**PROBLEM STATEMENT**.
Transcribe each line below without altering anything.

**SOURCE DATA**.
/---

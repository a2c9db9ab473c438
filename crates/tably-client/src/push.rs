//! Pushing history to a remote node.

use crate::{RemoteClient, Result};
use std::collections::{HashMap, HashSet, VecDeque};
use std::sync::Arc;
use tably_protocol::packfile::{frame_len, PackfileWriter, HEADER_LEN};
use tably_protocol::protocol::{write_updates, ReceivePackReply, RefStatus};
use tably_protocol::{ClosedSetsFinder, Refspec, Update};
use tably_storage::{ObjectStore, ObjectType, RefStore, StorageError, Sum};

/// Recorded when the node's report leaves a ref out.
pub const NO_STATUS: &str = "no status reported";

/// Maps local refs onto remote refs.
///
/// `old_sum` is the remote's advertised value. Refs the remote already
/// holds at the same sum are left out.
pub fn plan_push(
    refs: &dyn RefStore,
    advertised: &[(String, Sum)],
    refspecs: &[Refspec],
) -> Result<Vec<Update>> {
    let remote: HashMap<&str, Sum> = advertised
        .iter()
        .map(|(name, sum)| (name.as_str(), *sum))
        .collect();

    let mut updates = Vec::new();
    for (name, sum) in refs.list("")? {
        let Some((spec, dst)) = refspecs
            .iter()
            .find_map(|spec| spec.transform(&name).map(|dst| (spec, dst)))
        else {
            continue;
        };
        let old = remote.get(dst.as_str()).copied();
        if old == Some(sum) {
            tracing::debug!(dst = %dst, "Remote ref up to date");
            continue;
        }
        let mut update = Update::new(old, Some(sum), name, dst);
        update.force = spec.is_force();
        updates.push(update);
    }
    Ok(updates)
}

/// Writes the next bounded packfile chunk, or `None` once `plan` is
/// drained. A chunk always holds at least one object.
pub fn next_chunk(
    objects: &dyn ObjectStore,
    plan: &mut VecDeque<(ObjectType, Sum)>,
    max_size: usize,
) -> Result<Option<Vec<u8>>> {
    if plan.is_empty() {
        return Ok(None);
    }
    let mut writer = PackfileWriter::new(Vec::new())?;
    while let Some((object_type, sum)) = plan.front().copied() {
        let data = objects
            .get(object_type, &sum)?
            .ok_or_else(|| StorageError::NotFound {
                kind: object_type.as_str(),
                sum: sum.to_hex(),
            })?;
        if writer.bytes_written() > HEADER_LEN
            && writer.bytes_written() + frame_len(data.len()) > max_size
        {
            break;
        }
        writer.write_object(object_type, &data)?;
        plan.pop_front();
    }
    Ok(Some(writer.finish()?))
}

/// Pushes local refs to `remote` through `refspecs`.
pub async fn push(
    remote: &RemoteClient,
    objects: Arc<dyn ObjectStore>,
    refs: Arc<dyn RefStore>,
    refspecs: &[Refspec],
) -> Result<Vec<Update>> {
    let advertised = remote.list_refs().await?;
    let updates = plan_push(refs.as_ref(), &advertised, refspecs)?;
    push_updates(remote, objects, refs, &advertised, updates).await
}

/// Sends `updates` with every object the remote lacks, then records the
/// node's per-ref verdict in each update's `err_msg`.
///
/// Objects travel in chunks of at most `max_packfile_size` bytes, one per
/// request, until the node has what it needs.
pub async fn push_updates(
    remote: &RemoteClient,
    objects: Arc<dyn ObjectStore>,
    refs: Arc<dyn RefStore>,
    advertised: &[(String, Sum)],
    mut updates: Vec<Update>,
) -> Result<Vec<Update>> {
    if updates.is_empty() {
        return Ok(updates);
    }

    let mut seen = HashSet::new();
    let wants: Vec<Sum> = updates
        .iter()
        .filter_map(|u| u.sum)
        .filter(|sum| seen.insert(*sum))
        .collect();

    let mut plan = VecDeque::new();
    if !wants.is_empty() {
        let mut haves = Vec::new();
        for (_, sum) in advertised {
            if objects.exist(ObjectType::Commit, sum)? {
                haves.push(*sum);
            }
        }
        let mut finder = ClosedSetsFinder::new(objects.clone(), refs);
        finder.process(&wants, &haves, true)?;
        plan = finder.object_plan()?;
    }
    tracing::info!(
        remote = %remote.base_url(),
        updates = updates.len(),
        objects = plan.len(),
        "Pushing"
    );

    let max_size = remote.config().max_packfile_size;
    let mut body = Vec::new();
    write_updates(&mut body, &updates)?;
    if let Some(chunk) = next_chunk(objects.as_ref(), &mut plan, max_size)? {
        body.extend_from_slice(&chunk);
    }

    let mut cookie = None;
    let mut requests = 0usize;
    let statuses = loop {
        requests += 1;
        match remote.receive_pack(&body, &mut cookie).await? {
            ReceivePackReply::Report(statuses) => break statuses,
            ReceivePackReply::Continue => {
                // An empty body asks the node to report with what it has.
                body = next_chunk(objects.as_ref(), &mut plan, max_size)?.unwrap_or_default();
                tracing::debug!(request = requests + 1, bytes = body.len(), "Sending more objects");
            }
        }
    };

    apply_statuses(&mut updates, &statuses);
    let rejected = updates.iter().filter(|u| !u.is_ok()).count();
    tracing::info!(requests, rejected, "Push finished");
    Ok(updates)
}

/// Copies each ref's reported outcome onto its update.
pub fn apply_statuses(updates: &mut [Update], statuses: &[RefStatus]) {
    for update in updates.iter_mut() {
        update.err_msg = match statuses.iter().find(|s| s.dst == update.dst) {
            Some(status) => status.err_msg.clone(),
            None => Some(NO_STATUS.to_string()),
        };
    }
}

\---

**YOUR SOLUTION**.
repository a2c9db9ab473c438
filename crates/tably-client/src/push.rs
//! Pushing history to a remote node.

use crate::{RemoteClient, Result};
use std::collections::{HashMap, HashSet, VecDeque};
use std::sync::Arc;
use tably_protocol::packfile::{frame_len, PackfileWriter, HEADER_LEN};
use tably_protocol::protocol::{write_updates, ReceivePackReply, RefStatus};
use tably_protocol::{ClosedSetsFinder, Refspec, Update};
use tably_storage::{ObjectStore, ObjectType, RefStore, StorageError, Sum};

/// Recorded when the node's report leaves a ref out.
pub const NO_STATUS: &str = "no status reported";

/// Maps local refs onto remote refs.
///
/// `old_sum` is the remote's advertised value. Refs the remote already
/// holds at the same sum are left out.
pub fn plan_push(
    refs: &dyn RefStore,
    advertised: &[(String, Sum)],
    refspecs: &[Refspec],
) -> Result<Vec<Update>> {
    let remote: HashMap<&str, Sum> = advertised
        .iter()
        .map(|(name, sum)| (name.as_str(), *sum))
        .collect();

    let mut updates = Vec::new();
    for (name, sum) in refs.list("")? {
        let Some((spec, dst)) = refspecs
            .iter()
            .find_map(|spec| spec.transform(&name).map(|dst| (spec, dst)))
        else {
            continue;
        };
        let old = remote.get(dst.as_str()).copied();
        if old == Some(sum) {
            tracing::debug!(dst = %dst, "Remote ref up to date");
            continue;
        }
        let mut update = Update::new(old, Some(sum), name, dst);
        update.force = spec.is_force();
        updates.push(update);
    }
    Ok(updates)
}

/// Writes the next bounded packfile chunk, or `None` once `plan` is
/// drained. A chunk always holds at least one object.
pub fn next_chunk(
    objects: &dyn ObjectStore,
    plan: &mut VecDeque<(ObjectType, Sum)>,
    max_size: usize,
) -> Result<Option<Vec<u8>>> {
    if plan.is_empty() {
        return Ok(None);
    }
    let mut writer = PackfileWriter::new(Vec::new())?;
    while let Some((object_type, sum)) = plan.front().copied() {
        let data = objects
            .get(object_type, &sum)?
            .ok_or_else(|| StorageError::NotFound {
                kind: object_type.as_str(),
                sum: sum.to_hex(),
            })?;
        if writer.bytes_written() > HEADER_LEN
            && writer.bytes_written() + frame_len(data.len()) > max_size
        {
            break;
        }
        writer.write_object(object_type, &data)?;
        plan.pop_front();
    }
    Ok(Some(writer.finish()?))
}

/// Pushes local refs to `remote` through `refspecs`.
pub async fn push(
    remote: &RemoteClient,
    objects: Arc<dyn ObjectStore>,
    refs: Arc<dyn RefStore>,
    refspecs: &[Refspec],
) -> Result<Vec<Update>> {
    let advertised = remote.list_refs().await?;
    let updates = plan_push(refs.as_ref(), &advertised, refspecs)?;
    push_updates(remote, objects, refs, &advertised, updates).await
}

/// Sends `updates` with every object the remote lacks, then records the
/// node's per-ref verdict in each update's `err_msg`.
///
/// Objects travel in chunks of at most `max_packfile_size` bytes, one per
/// request, until the node has what it needs.
pub async fn push_updates(
    remote: &RemoteClient,
    objects: Arc<dyn ObjectStore>,
    refs: Arc<dyn RefStore>,
    advertised: &[(String, Sum)],
    mut updates: Vec<Update>,
) -> Result<Vec<Update>> {
    if updates.is_empty() {
        return Ok(updates);
    }

    let mut seen = HashSet::new();
    let wants: Vec<Sum> = updates
        .iter()
        .filter_map(|u| u.sum)
        .filter(|sum| seen.insert(*sum))
        .collect();

    let mut plan = VecDeque::new();
    if !wants.is_empty() {
        let mut haves = Vec::new();
        for (_, sum) in advertised {
            if objects.exist(ObjectType::Commit, sum)? {
                haves.push(*sum);
            }
        }
        let mut finder = ClosedSetsFinder::new(objects.clone(), refs);
        finder.process(&wants, &haves, true)?;
        plan = finder.object_plan()?;
    }
    tracing::info!(
        remote = %remote.base_url(),
        updates = updates.len(),
        objects = plan.len(),
        "Pushing"
    );

    let max_size = remote.config().max_packfile_size;
    let mut body = Vec::new();
    write_updates(&mut body, &updates)?;
    if let Some(chunk) = next_chunk(objects.as_ref(), &mut plan, max_size)? {
        body.extend_from_slice(&chunk);
    }

    let mut cookie = None;
    let mut requests = 0usize;
    let statuses = loop {
        requests += 1;
        match remote.receive_pack(&body, &mut cookie).await? {
            ReceivePackReply::Report(statuses) => break statuses,
            ReceivePackReply::Continue => {
                // An empty body asks the node to report with what it has.
                body = next_chunk(objects.as_ref(), &mut plan, max_size)?.unwrap_or_default();
                tracing::debug!(request = requests + 1, bytes = body.len(), "Sending more objects");
            }
        }
    };

    apply_statuses(&mut updates, &statuses);
    let rejected = updates.iter().filter(|u| !u.is_ok()).count();
    tracing::info!(requests, rejected, "Push finished");
    Ok(updates)
}

/// Copies each ref's reported outcome onto its update.
pub fn apply_statuses(updates: &mut [Update], statuses: &[RefStatus]) {
    for update in updates.iter_mut() {
        update.err_msg = match statuses.iter().find(|s| s.dst == update.dst) {
            Some(status) => status.err_msg.clone(),
            None => Some(NO_STATUS.to_string()),
        };
    }
}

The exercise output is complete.